I - Evidenciado ter sido o parcelamento do débito tributário deferido já na vigência da Lei nº 10.684/2005, aplica-se ao caso o disposto em seu art. 9º e §§, afastando-se, assim, a incidência da Lei nº 9.249/95 (Precedentes).
II - Embora o art. 9º, caput, da Lei nº 10.684/2003 ao tratar da suspensão da pretensão punitiva do Estado em razão do parcelamento do crédito tributário faça referência apenas a pessoa jurídica, é fato que já no art. 1º, § 3º, inciso III do mesmo diploma legal há clara menção ao tratamento a ser dispensado em se tratando de pessoa física, razão pela qual é de se reconhecer, inclusive em relação à esta, os efeitos penais do parcelamento do débito (Precedentes).

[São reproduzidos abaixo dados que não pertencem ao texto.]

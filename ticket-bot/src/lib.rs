//! Telegram bot for finding train tickets on the Uzbek national railway.
//!
//! Users pick a route through menus, a date picker or one-line commands;
//! the bot searches the railway's e-ticket API and replies with trains,
//! seat classes and fares.

pub mod bot;
pub mod config;
pub mod conversation;
pub mod domain;
pub mod railway;
pub mod search;
pub mod stations;
use std::sync::Arc;

use clap::Parser;
use tokio_util::sync::CancellationToken;
use tracing::{error, info, warn};
use tracing_subscriber::EnvFilter;

use ticket_bot::bot::{Dialog, TicketBot};
use ticket_bot::config::Config;
use ticket_bot::conversation::{ConversationStore, ConversationStoreConfig};
use ticket_bot::railway::{TicketClient, TicketClientConfig};
use ticket_bot::search::{RetryConfig, SearchService};
use ticket_bot::stations::StationDirectory;

/// Train ticket search bot for Telegram.
#[derive(Parser, Debug)]
#[command(name = "ticket-bot")]
#[command(about = "Telegram bot for finding train tickets")]
#[command(version)]
struct Args {
    /// Increase log verbosity (-v, -vv, -vvv)
    #[arg(short, long, action = clap::ArgAction::Count)]
    verbose: u8,
}

fn init_tracing(verbose: u8) {
    let default_filter = match verbose {
        0 => "ticket_bot=info,teloxide=warn",
        1 => "ticket_bot=debug,teloxide=info",
        2 => "ticket_bot=trace,teloxide=debug",
        _ => "trace",
    };

    let filter = EnvFilter::try_from_default_env()
        .or_else(|_| EnvFilter::try_new(default_filter))
        .unwrap_or_else(|_| EnvFilter::new("info"));

    tracing_subscriber::fmt().with_env_filter(filter).init();
}

#[tokio::main]
async fn main() {
    // A missing .env file is fine.
    let _ = dotenvy::dotenv();

    let args = Args::parse();
    init_tracing(args.verbose);

    let config = match Config::from_env() {
        Ok(config) => config,
        Err(e) => {
            error!(error = %e, "invalid configuration");
            std::process::exit(1);
        }
    };
    info!(
        environment = %config.environment,
        production = config.is_production(),
        language = %config.language,
        "starting ticket bot"
    );

    let mut client_config = TicketClientConfig::new().with_language(config.language);
    if let Some(base_url) = &config.base_url {
        client_config = client_config.with_base_url(base_url);
    }
    if let Some(csrf_url) = &config.csrf_url {
        client_config = client_config.with_csrf_url(csrf_url);
    }
    let client = match TicketClient::new(client_config) {
        Ok(client) => client,
        Err(e) => {
            error!(error = %e, "failed to create ticket client");
            std::process::exit(1);
        }
    };

    let configured = config
        .credentials
        .as_ref()
        .map(|c| (c.token.as_str(), c.cookies.as_str()));
    // Searches refresh the token on demand, so this is not fatal.
    if let Err(e) = client.establish_credentials(configured).await {
        warn!(error = %e, "could not obtain railway credentials at startup");
    }

    let search = SearchService::new(
        client,
        Arc::new(StationDirectory::uzbekistan()),
        RetryConfig::default(),
    );
    let conversations = ConversationStore::new(&ConversationStoreConfig::default());
    let shutdown = CancellationToken::new();
    let dialog = Arc::new(Dialog::new(search, conversations, shutdown.clone()));

    let bot = match TicketBot::new(&config.telegram_token, dialog, shutdown) {
        Ok(bot) => bot,
        Err(e) => {
            error!(error = %e, "cannot start bot");
            std::process::exit(1);
        }
    };
    bot.run().await;
}
//! Guided search flow.
//!
//! The flow is: (optional date) → origin → destination → search. Each chat
//! has one `ConversationState`; inputs advance it and return a
//! `Transition` telling the chat layer what to say next. The machine never
//! does I/O.

use chrono::{Days, NaiveDate};

use crate::domain::parse_request_date;

/// Where a chat is in the guided flow.
#[derive(Debug, Clone, Copy, PartialEq, Eq, Default)]
pub enum Step {
    #[default]
    Idle,
    AwaitingDate,
    AwaitingOrigin,
    AwaitingDestination,
}

/// Per-chat progress through the guided flow.
///
/// No destination is kept: an accepted destination starts the search and
/// resets the state in the same step.
#[derive(Debug, Clone, Default, PartialEq, Eq)]
pub struct ConversationState {
    pub step: Step,
    pub origin: Option<String>,
    pub date: Option<NaiveDate>,
}

/// Something the user did.
#[derive(Debug, Clone, Copy, PartialEq, Eq)]
pub enum Input<'a> {
    /// Guided search for today.
    StartSearch,
    /// Guided search starting with a date picker.
    StartDatedSearch,
    /// A day chosen on the date picker.
    PickDate(NaiveDate),
    /// Free text that is not a menu button.
    Text(&'a str),
    /// Back to the main menu.
    MainMenu,
}

/// A search the chat layer should run.
#[derive(Debug, Clone, PartialEq, Eq)]
pub struct PendingSearch {
    /// Station tokens as the user typed them, not yet resolved.
    pub origin: String,
    pub destination: String,
    pub date: NaiveDate,
}

/// Outcome of applying an input.
#[derive(Debug, Clone, PartialEq, Eq)]
pub enum Transition {
    /// Guided search started; ask for the origin.
    PromptOrigin { date: NaiveDate },
    /// Dated search started; show the date picker.
    PromptDate,
    /// A date was accepted; ask for the origin.
    DateSelected { date: NaiveDate },
    /// The picked date is before today; nothing changed.
    DateInPast,
    /// Origin stored; ask for the destination.
    PromptDestination { origin: String },
    /// Blank station input; nothing changed.
    EmptyStation,
    /// Destination equals origin; still waiting for a destination.
    SameStation,
    /// Guided flow finished; the state is back to idle.
    Search(PendingSearch),
    /// One-line `from to [date]` search typed while idle.
    QuickSearch(PendingSearch),
    /// State discarded; show the main menu.
    MainMenu,
    /// Text that means nothing in the current state.
    Unrecognized,
}

impl ConversationState {
    /// Advance the flow. `today` is the chat's current calendar date.
    pub fn apply(&mut self, input: Input<'_>, today: NaiveDate) -> Transition {
        match input {
            Input::StartSearch => {
                *self = Self {
                    step: Step::AwaitingOrigin,
                    date: Some(today),
                    ..Self::default()
                };
                Transition::PromptOrigin { date: today }
            }
            Input::StartDatedSearch => {
                *self = Self {
                    step: Step::AwaitingDate,
                    date: today.checked_add_days(Days::new(1)),
                    ..Self::default()
                };
                Transition::PromptDate
            }
            Input::PickDate(date) if date < today => Transition::DateInPast,
            Input::PickDate(date) => {
                self.date = Some(date);
                self.step = Step::AwaitingOrigin;
                Transition::DateSelected { date }
            }
            Input::MainMenu => {
                self.reset();
                Transition::MainMenu
            }
            Input::Text(text) => self.apply_text(text.trim(), today),
        }
    }

    /// Forget any in-progress selection.
    pub fn reset(&mut self) {
        *self = Self::default();
    }

    fn apply_text(&mut self, text: &str, today: NaiveDate) -> Transition {
        match self.step {
            Step::Idle => parse_quick_search(text, today)
                .map(Transition::QuickSearch)
                .unwrap_or(Transition::Unrecognized),
            Step::AwaitingDate => {
                self.reset();
                Transition::MainMenu
            }
            Step::AwaitingOrigin => {
                if text.is_empty() {
                    return Transition::EmptyStation;
                }
                self.origin = Some(text.to_string());
                self.step = Step::AwaitingDestination;
                Transition::PromptDestination {
                    origin: text.to_string(),
                }
            }
            Step::AwaitingDestination => {
                if text.is_empty() {
                    return Transition::EmptyStation;
                }
                if self.origin.as_deref() == Some(text) {
                    return Transition::SameStation;
                }

                let pending = PendingSearch {
                    origin: self.origin.take().unwrap_or_default(),
                    destination: text.to_string(),
                    date: self.date.unwrap_or(today),
                };
                self.reset();
                Transition::Search(pending)
            }
        }
    }
}

/// Parse `"<from> <to>"` or `"<from> <to> <YYYY-MM-DD>"`.
fn parse_quick_search(text: &str, today: NaiveDate) -> Option<PendingSearch> {
    let parts: Vec<&str> = text.split_whitespace().collect();
    let (origin, destination, date) = match parts.as_slice() {
        [origin, destination] => (origin, destination, today),
        [origin, destination, date] => (origin, destination, parse_request_date(date)?),
        _ => return None,
    };
    Some(PendingSearch {
        origin: origin.to_string(),
        destination: destination.to_string(),
        date,
    })
}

III - Comprovado, a partir de prova inequívoca, a inserção do débito tributário no programa de parcelamento (ainda que se trate de débito atribuído à pessoa física), torna-se possível a suspensão da pretensão punitiva estatal nos exatos termos do art. 9º, caput, da Lei nº 10.684/2003.
Habeas corpus parcialmente concedido.
(HC 68.407/SP, Rel. Ministro FELIX FISCHER, QUINTA TURMA, julgado em 06/02/2007, DJ 26/03/2007, p. 269)O writ veio bem instruído, trazendo prova clara tanto da existência da representação fiscal para fins penais da Secretaria da Receita Federal, quanto da existência de processo administrativo em curso questionando o débito, tendo sido deferido o seu parcelamento, com pagamento das prestações.
É o que se constata da leitura da promoção do Ministério Público Federal que originou toda a celeuma:
"O MINISTÉRIO PÚBLICO FEDERAL, por intermédio do Procurador da República infra-assinado, vem, perante esse ínclito Juízo Federal, no uso de suas atribuições legais, nos autos do procedimento administrativo em epígrafe alegar e requerer o seguinte:
1. Cuida-se de representação fiscal para fins penais encaminhada ao MPF pela Secretaria da Receita Federal, por meio da qual se noticia ao dominus litis a prática de possível crime tipificado no art. 1º, I, da Lei nº 8.137/1990, por parte da contribuinte pessoa física R.B.C. em face da redução do imposto de renda relativo aos anos-calendário de 2003, mediante a prestação de informações falsas às autoridades fiscais ao emitir a informação de ganhos de capital na alienação de bens e direitos adquiridos em reais (fl. 05).
2. Da forma como se apresentam estes autos, caberia ao MPF, de ordinário, formular sua opinio delicti, oferecendo a denúncia pelo crime federal ou requisitando diligências à Polícia Federal, em sede de inquérito policial.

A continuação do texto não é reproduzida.